I Will Never Forget The Trauma My Family Endured After The Babri Masjid Demolition

Like any other day, I spoke to my mother this morning, and she sounded more anxious than usual. I asked her “what’s the matter”? She said in a very weak voice, ‘dil ghabra raha hai’ (my heart is restless). I asked why, and she responded, “don’t you know?”.

 My mind went everywhere in a matter of seconds and came back with nothing. I insisted on asking her what happened. I anticipated it might be some family drama, but it would have been unusual for her talk to me about something like that. She mentioned they are going to make a decision; just pray it’s peaceful after that. Suddenly, I recalled – yes, there is verdict which will be delivered today on the demolished Babri Masjid.

Most of my Hindu friends don’t have a clue about how, as minorities, we are always on the edge. They are probably not impacted in the same way. We have to be cautious, and aware, every second, of what could be the impact on us, and on our families, if violence breaks out. It’s unnerving to know that your family is vulnerable to violence, which is often actively supported by the state machinery and amplified by social, as well as, mainstream media. For you, it may be just some WhatsApp forward or some news; for us, that fear of violence is a reality we live with, every day.

The demolition of the Babri Masjid will remain a symbol of shame for the state of India; it will always be presented as an argument against India and Indian’s claim of being a just, fair, and peaceful nation or society.

One of the earliest memories I have of my childhood is being alone at our house, with my mother and younger brother. My dad had gone to a local political leader to gather news about the situation in the city, in the aftermath of the Babri Masjid demolition.

Violence erupted all over India. Muslims, Muslim neighborhoods and their business were targeted. In the era when there were no social media, (thank God), not even a mobile phone to get the news, you had to switch on the TV or call people on the landline. My father went out to meet someone who he knew might have more of the latest news, compared to what was shown on the TV. 

We were alone in the house, and suddenly, there was a loud sound, almost like someone threw a huge rock at our home.
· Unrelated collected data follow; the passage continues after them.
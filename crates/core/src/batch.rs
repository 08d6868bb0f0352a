//! Long-running batch operations: importing a directory tree and rehashing
//! the whole catalog. Hashing runs in parallel; the database writes stay
//! per-item transactions so a cancellation or crash loses at most the item
//! in flight.

use std::path::PathBuf;
use std::sync::atomic::{AtomicBool, Ordering};

use rayon::prelude::*;
use tracing::info;
use walkdir::WalkDir;

use crate::domain::{self, MediaChange};
use crate::error::{Error, Result};
use crate::hash;
use crate::store::Store;

/// Progress callback events. Emitted between items, never mid-transaction.
pub enum BatchProgress {
    Start { total: usize },
    Imported { path: PathBuf },
    Skipped { path: PathBuf },
    Rehashed { path: PathBuf },
    Cancelled { done: usize },
    Complete { done: usize },
}

type ProgressFn<'a> = &'a mut dyn FnMut(BatchProgress);

/// Walk a directory tree and catalog every supported image or video file not
/// already in the store. The cancel flag is checked between items; items
/// already committed stay committed.
pub fn import_directory(
    store: &Store,
    dir: &std::path::Path,
    cancel: &AtomicBool,
    mut progress: Option<ProgressFn<'_>>,
) -> Result<usize> {
    if !dir.exists() {
        return Err(Error::MissingFile(dir.to_path_buf()));
    }
    if !dir.is_dir() {
        return Err(Error::IllegalArgument(format!(
            "not a directory: {}",
            dir.display()
        )));
    }

    let mut candidates: Vec<PathBuf> = WalkDir::new(dir)
        .into_iter()
        .filter_map(|entry| entry.ok())
        .filter(|entry| entry.file_type().is_file())
        .map(|entry| entry.into_path())
        .filter(|path| domain::is_supported_image(path) || domain::is_video(path))
        .collect();
    candidates.sort();
    candidates.retain(|path| !matches!(store.media_by_path(path), Ok(Some(_))));

    if let Some(cb) = progress.as_mut() {
        cb(BatchProgress::Start {
            total: candidates.len(),
        });
    }

    // Hash everything up front in parallel; the insert loop below is pure
    // bookkeeping and stays cheap between cancellation checks.
    let hashed: Vec<(PathBuf, Option<hash::PerceptualHash>)> = candidates
        .into_par_iter()
        .map(|path| {
            let file_hash = hash::compute(&path);
            (path, file_hash)
        })
        .collect();

    let mut imported = 0usize;
    for (path, file_hash) in hashed {
        if cancel.load(Ordering::Relaxed) {
            if let Some(cb) = progress.as_mut() {
                cb(BatchProgress::Cancelled { done: imported });
            }
            info!(imported, "import cancelled");
            return Ok(imported);
        }
        let mut change = MediaChange::new(&path);
        change.hash = file_hash;
        match store.insert_media(change) {
            Ok(_) => {
                imported += 1;
                if let Some(cb) = progress.as_mut() {
                    cb(BatchProgress::Imported { path });
                }
            }
            // raced with another writer; the file is catalogued either way
            Err(Error::FileAlreadyExists(_)) => {
                if let Some(cb) = progress.as_mut() {
                    cb(BatchProgress::Skipped { path });
                }
            }
            Err(err) => return Err(err),
        }
    }

    if let Some(cb) = progress.as_mut() {
        cb(BatchProgress::Complete { done: imported });
    }
    info!(imported, dir = %dir.display(), "import complete");
    Ok(imported)
}

/// Recompute the hash of every stored item from its current file contents.
/// Files that are missing or no longer decodable end up unhashed.
pub fn rehash_all(
    store: &Store,
    cancel: &AtomicBool,
    mut progress: Option<ProgressFn<'_>>,
) -> Result<usize> {
    let records = store.all_media()?;
    if let Some(cb) = progress.as_mut() {
        cb(BatchProgress::Start {
            total: records.len(),
        });
    }

    let rehashed: Vec<(i64, PathBuf, Option<hash::PerceptualHash>)> = records
        .into_par_iter()
        .map(|record| {
            let file_hash = hash::compute(&record.path);
            (record.id, record.path, file_hash)
        })
        .collect();

    let mut done = 0usize;
    for (id, path, file_hash) in rehashed {
        if cancel.load(Ordering::Relaxed) {
            if let Some(cb) = progress.as_mut() {
                cb(BatchProgress::Cancelled { done });
            }
            info!(done, "rehash cancelled");
            return Ok(done);
        }
        store.update_media_hash(id, file_hash)?;
        done += 1;
        if let Some(cb) = progress.as_mut() {
            cb(BatchProgress::Rehashed { path });
        }
    }

    if let Some(cb) = progress.as_mut() {
        cb(BatchProgress::Complete { done });
    }
    info!(done, "rehash complete");
    Ok(done)
}
/// Attach tags by label to one media item. Unknown labels are created on the
/// fly (untyped, no definition); labels naming a compound tag are rejected;
/// labels already attached are left alone.
pub(crate) fn attach_tags(
    tx: &Transaction,
    image_id: i64,
    labels: &[String],
    delta: &mut CacheDelta,
) -> Result<()> {
    for label in labels {
        let tag = match tag_by_label_tx(tx, label)? {
            Some(tag) => {
                if tag.is_compound() {
                    return Err(Error::BoundTagHasDefinition(tag.label));
                }
                tag
            }
            None => {
                domain::validate_tag_label(label)?;
                tx.execute(
                    "INSERT INTO tags (label, type_id, definition) VALUES (?1, NULL, NULL)",
                    params![label],
                )?;
                let tag = Tag {
                    id: tx.last_insert_rowid(),
                    label: label.clone(),
                    type_id: None,
                    definition: None,
                };
                delta.new_tags.push(tag.clone());
                tag
            }
        };
        let changed = tx.execute(
            "INSERT OR IGNORE INTO image_tag (image_id, tag_id) VALUES (?1, ?2)",
            params![image_id, tag.id],
        )?;
        if changed > 0 {
            delta.bump(tag.id, 1);
        }
    }
    Ok(())
}

/// Detach tags by label from one media item. Unknown labels are an error;
/// labels not attached to this item are a no-op.
pub(crate) fn detach_tags(
    tx: &Transaction,
    image_id: i64,
    labels: &[String],
    delta: &mut CacheDelta,
) -> Result<()> {
    for label in labels {
        let tag = tag_by_label_tx(tx, label)?
            .ok_or_else(|| Error::ObjectDoesNotExist(format!("tag '{label}'")))?;
        let changed = tx.execute(
            "DELETE FROM image_tag WHERE image_id = ?1 AND tag_id = ?2",
            params![image_id, tag.id],
        )?;
        if changed > 0 {
            delta.bump(tag.id, -1);
        }
    }
    Ok(())
}

#[cfg(test)]
mod tests {
    use super::*;
    use crate::domain::MediaChange;

    fn people_type() -> NewTagType {
        NewTagType {
            label: "People".into(),
            symbol: '@',
            color: 0x3366FF,
        }
    }

    #[test]
    fn test_insert_and_update_tag_types() {
        let store = Store::open_in_memory().unwrap();
        let types = store.insert_tag_types(&[people_type()]).unwrap();
        assert_eq!(types.len(), 1);

        let mut updated = types[0].clone();
        updated.label = "Persons".into();
        updated.color = 0xFF0000;
        store.update_tag_types(&[updated.clone()]).unwrap();
        assert_eq!(store.tag_type(types[0].id), Some(updated));
    }

    #[test]
    fn test_duplicate_type_symbol_rejected_and_rolled_back() {
        let store = Store::open_in_memory().unwrap();
        let err = store
            .insert_tag_types(&[
                people_type(),
                NewTagType {
                    label: "Places".into(),
                    symbol: '@',
                    color: 0,
                },
            ])
            .unwrap_err();
        assert!(matches!(err, Error::DuplicateSymbol(_)));
        // the first entry of the batch must not survive the rollback
        assert!(store.tag_types().is_empty());
    }

    #[test]
    fn test_invalid_symbol_fails_before_any_write() {
        let store = Store::open_in_memory().unwrap();
        let err = store
            .insert_tag_types(&[NewTagType {
                label: "Broken".into(),
                symbol: 'x',
                color: 0,
            }])
            .unwrap_err();
        assert!(matches!(err, Error::InvalidSymbol(_)));
        assert!(store.tag_types().is_empty());
    }

    #[test]
    fn test_delete_tag_type_detaches_tags() {
        let store = Store::open_in_memory().unwrap();
        let types = store.insert_tag_types(&[people_type()]).unwrap();
        let mut tag = NewTag::new("alice");
        tag.type_id = Some(types[0].id);
        let tags = store.insert_tags(&[tag]).unwrap();

        store.delete_tag_types(&[types[0].id]).unwrap();
        assert!(store.tag_type(types[0].id).is_none());
        let survivor = store.tag(tags[0].id).unwrap();
        assert_eq!(survivor.type_id, None);
    }

    #[test]
    fn test_tag_label_uniqueness_is_case_insensitive() {
        let store = Store::open_in_memory().unwrap();
        store.insert_tags(&[NewTag::new("Sunset")]).unwrap();
        let err = store.insert_tags(&[NewTag::new("sunset")]).unwrap_err();
        assert!(matches!(err, Error::DuplicateLabel(_)));
    }

    #[test]
    fn test_insert_tag_with_unknown_type_fails() {
        let store = Store::open_in_memory().unwrap();
        let mut tag = NewTag::new("orphan");
        tag.type_id = Some(999);
        let err = store.insert_tags(&[tag]).unwrap_err();
        assert!(matches!(err, Error::ObjectDoesNotExist(_)));
        assert!(store.tags().is_empty());
    }

    #[test]
    fn test_update_tag_rejects_definition_while_attached() {
        let store = Store::open_in_memory().unwrap();
        let tags = store.insert_tags(&[NewTag::new("beach")]).unwrap();
        store
            .insert_media(MediaChange::new("/pics/a.jpg").add_tag("beach"))
            .unwrap();

        let mut update = tags[0].clone();
        update.definition = Some("sunset & sea".into());
        let err = store.update_tags(&[update]).unwrap_err();
        assert!(matches!(err, Error::BoundTagHasDefinition(_)));

        // once detached the same update goes through
        let record = store.media_by_path(std::path::Path::new("/pics/a.jpg")).unwrap().unwrap();
        let change = MediaChange::new("/pics/a.jpg").remove_tag("beach");
        store.update_media(record.id, change).unwrap();
        let mut update = tags[0].clone();
        update.definition = Some("sunset & sea".into());
        store.update_tags(&[update]).unwrap();
        assert!(store.tag(tags[0].id).unwrap().is_compound());
    }

    #[test]
    fn test_use_counts_cascade_to_types() {
        let store = Store::open_in_memory().unwrap();
        let types = store.insert_tag_types(&[people_type()]).unwrap();
        let mut tag = NewTag::new("bob");
        tag.type_id = Some(types[0].id);
        let tags = store.insert_tags(&[tag]).unwrap();

        store
            .insert_media(MediaChange::new("/pics/1.jpg").add_tag("bob"))
            .unwrap();
        store
            .insert_media(MediaChange::new("/pics/2.jpg").add_tag("bob"))
            .unwrap();
        assert_eq!(store.tag_use_count(tags[0].id), 2);
        assert_eq!(store.tag_type_use_count(types[0].id), 2);

        // retyping the tag moves its weight to the new type
        let other = store
            .insert_tag_types(&[NewTagType {
                label: "Pets".into(),
                symbol: '&',
                color: 0,
            }])
            .unwrap();
        let mut update = tags[0].clone();
        update.type_id = Some(other[0].id);
        store.update_tags(&[update]).unwrap();
        assert_eq!(store.tag_type_use_count(types[0].id), 0);
        assert_eq!(store.tag_type_use_count(other[0].id), 2);
    }

    #[test]
    fn test_delete_tag_updates_counts_and_detaches() {
        let store = Store::open_in_memory().unwrap();
        let types = store.insert_tag_types(&[people_type()]).unwrap();
        let mut tag = NewTag::new("carol");
        tag.type_id = Some(types[0].id);
        let tags = store.insert_tags(&[tag]).unwrap();
        let record = store
            .insert_media(MediaChange::new("/pics/c.jpg").add_tag("carol"))
            .unwrap();

        store.delete_tags(&[tags[0].id]).unwrap();
        assert!(store.tag(tags[0].id).is_none());
        assert_eq!(store.tag_type_use_count(types[0].id), 0);
        assert!(store.media_tags(record.id).unwrap().is_empty());
    }

    #[test]
    fn test_delete_missing_tag_fails() {
        let store = Store::open_in_memory().unwrap();
        let err = store.delete_tags(&[42]).unwrap_err();
        assert!(matches!(err, Error::ObjectDoesNotExist(_)));
    }
}
use std::path::{Path, PathBuf};

#[derive(Debug, thiserror::Error)]
pub enum Error {
    #[error("database error: {0}")]
    Database(#[from] rusqlite::Error),

    #[error("IO error: {0}")]
    Io(#[from] std::io::Error),

    #[error("object does not exist: {0}")]
    ObjectDoesNotExist(String),

    #[error("tag '{0}' has a definition and cannot be attached to media")]
    BoundTagHasDefinition(String),

    #[error("file already exists: {}", .0.display())]
    FileAlreadyExists(PathBuf),

    #[error("file does not exist: {}", .0.display())]
    MissingFile(PathBuf),

    #[error("missing permissions for: {}", .0.display())]
    MissingPermissions(PathBuf),

    #[error("file operation failed on {}: {message}", .path.display())]
    UnknownFileError { path: PathBuf, message: String },

    #[error("unsupported schema version {found} (expected {expected})")]
    InvalidSchemaVersion { found: i64, expected: i64 },

    #[error("illegal argument: {0}")]
    IllegalArgument(String),

    #[error("invalid label: {0}")]
    InvalidLabel(String),

    #[error("invalid symbol: {0}")]
    InvalidSymbol(String),

    #[error("duplicate label: {0}")]
    DuplicateLabel(String),

    #[error("duplicate symbol: {0}")]
    DuplicateSymbol(String),

    #[error("tag definition expands to more than {limit} nodes")]
    DefinitionTooComplex { limit: usize },
}

impl Error {
    /// Classify a filesystem error against the path it happened on.
    pub(crate) fn from_file_op(err: std::io::Error, path: &Path) -> Self {
        match err.kind() {
            std::io::ErrorKind::NotFound => Error::MissingFile(path.to_path_buf()),
            std::io::ErrorKind::PermissionDenied => Error::MissingPermissions(path.to_path_buf()),
            _ => Error::UnknownFileError {
                path: path.to_path_buf(),
                message: err.to_string(),
            },
        }
    }
}

pub type Result<T> = std::result::Result<T, Error>;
As a curious 7-year-old, I jumped and peaked outside our living room window; my mum screamed, “don’t go outside”. Someone just threw a grenade at our house, which, thank God, didn’t explode; and I saw it getting tangled in the drapes and slowing falling to the ground. 

After an hour or so, my father came back home and called the police; it turned out that not only did someone throw a grenade at our house, they put a hand made a bomb in our car. They did this in case we tried to leave, to a Muslim majority neighbourhood; which we did, after a week, when the situation worsened.

I remember my dad somehow managed to get a van, (a car was a luxury, and not everyone had one), to get us out of our neighbourhood to a Muslim majority area. We stayed in a hospital which was under construction but had a few fully furnished rooms and a kitchen. We lived there for a month or so, while my dad stayed at our house during the night, to guard it, in case someone tried to vandalise it, after finding it abandoned. I remember praying every night for the safety of my father, who would only see us the next day when he came to visit us in the hospital.

I never speak about this, as I feel one day, I will be able to overcome this trauma. But speaking to my mother today, brought everything vividly back.